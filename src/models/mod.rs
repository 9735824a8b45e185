// Ultralytics 🚀 AGPL-3.0 License - https://ultralytics.com/license

/// 模型统一接口与实现
///
/// # 架构说明
///
/// Detector 只依赖 `Model` trait, 推理细节(预处理、ONNX推理、解码、NMS)
/// 全部封装在具体模型中. 目前提供:
/// - **YOLOv8**: ONNX Runtime 推理 + YOLOv8 检测头解码, 文件: `yolov8.rs`
///
/// ## Model Trait
/// 统一的模型接口，定义标准流程: preprocess → run → postprocess
///
/// ## 使用示例
/// ```no_run
/// use helmet_rs::models::{InferenceParams, Model, YOLOv8, YOLOv8Config};
///
/// # fn main() -> anyhow::Result<()> {
/// let mut model = YOLOv8::new(YOLOv8Config::new("models/best.onnx"))?;
/// let image = image::open("input/images/test.jpg")?;
/// let params = InferenceParams { conf: 0.25, iou: 0.45 };
/// let outputs = model.forward(&[image], &params)?;
/// # Ok(())
/// # }
/// ```
use anyhow::Result;
use image::DynamicImage;
use ndarray::{Array, IxDyn};

use crate::detection::RawOutput;

/// 推理阈值 (每次调用时由 Detector 传入)
#[derive(Debug, Clone, Copy, PartialEq)]
pub struct InferenceParams {
    pub conf: f32,
    pub iou: f32,
}

/// 统一的深度学习模型接口
///
/// ## 核心流程
/// ```text
/// 原始图片 → preprocess → ndarray张量
///          ↓
///     推理引擎 run
///          ↓
///     原始输出 → postprocess → RawOutput (已完成阈值过滤与NMS)
/// ```
pub trait Model {
    /// 预处理: 图片 → NCHW 张量
    fn preprocess(&mut self, images: &[DynamicImage]) -> Result<Array<f32, IxDyn>>;

    /// 推理: 执行模型前向传播, 返回原始输出
    fn run(&mut self, xs: Array<f32, IxDyn>) -> Result<Vec<Array<f32, IxDyn>>>;

    /// 后处理: 原始输出 → 每张图片一个 RawOutput
    ///
    /// # Arguments
    /// * `xs` - 模型原始输出
    /// * `xs0` - 原始图片(用于坐标还原)
    /// * `params` - 置信度/IOU阈值
    fn postprocess(
        &self,
        xs: Vec<Array<f32, IxDyn>>,
        xs0: &[DynamicImage],
        params: &InferenceParams,
    ) -> Result<Vec<RawOutput>>;

    /// 完整的推理流程: preprocess → run → postprocess
    ///
    /// 返回值与 `images` 一一对应
    fn forward(
        &mut self,
        images: &[DynamicImage],
        params: &InferenceParams,
    ) -> Result<Vec<RawOutput>> {
        let xs = self.preprocess(images)?;
        let ys = self.run(xs)?;
        self.postprocess(ys, images, params)
    }

    /// 打印模型信息
    fn summary(&self) {}
}

pub mod yolov8; // YOLOv8 完整模型 + 实现 Model trait

pub use yolov8::{YOLOv8, YOLOv8Config};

—————

PROBLEM TO SOLVE -> Provide the number of lines holding the word "forward" within the material, without any other text.

EXERCISE RESULT -> 2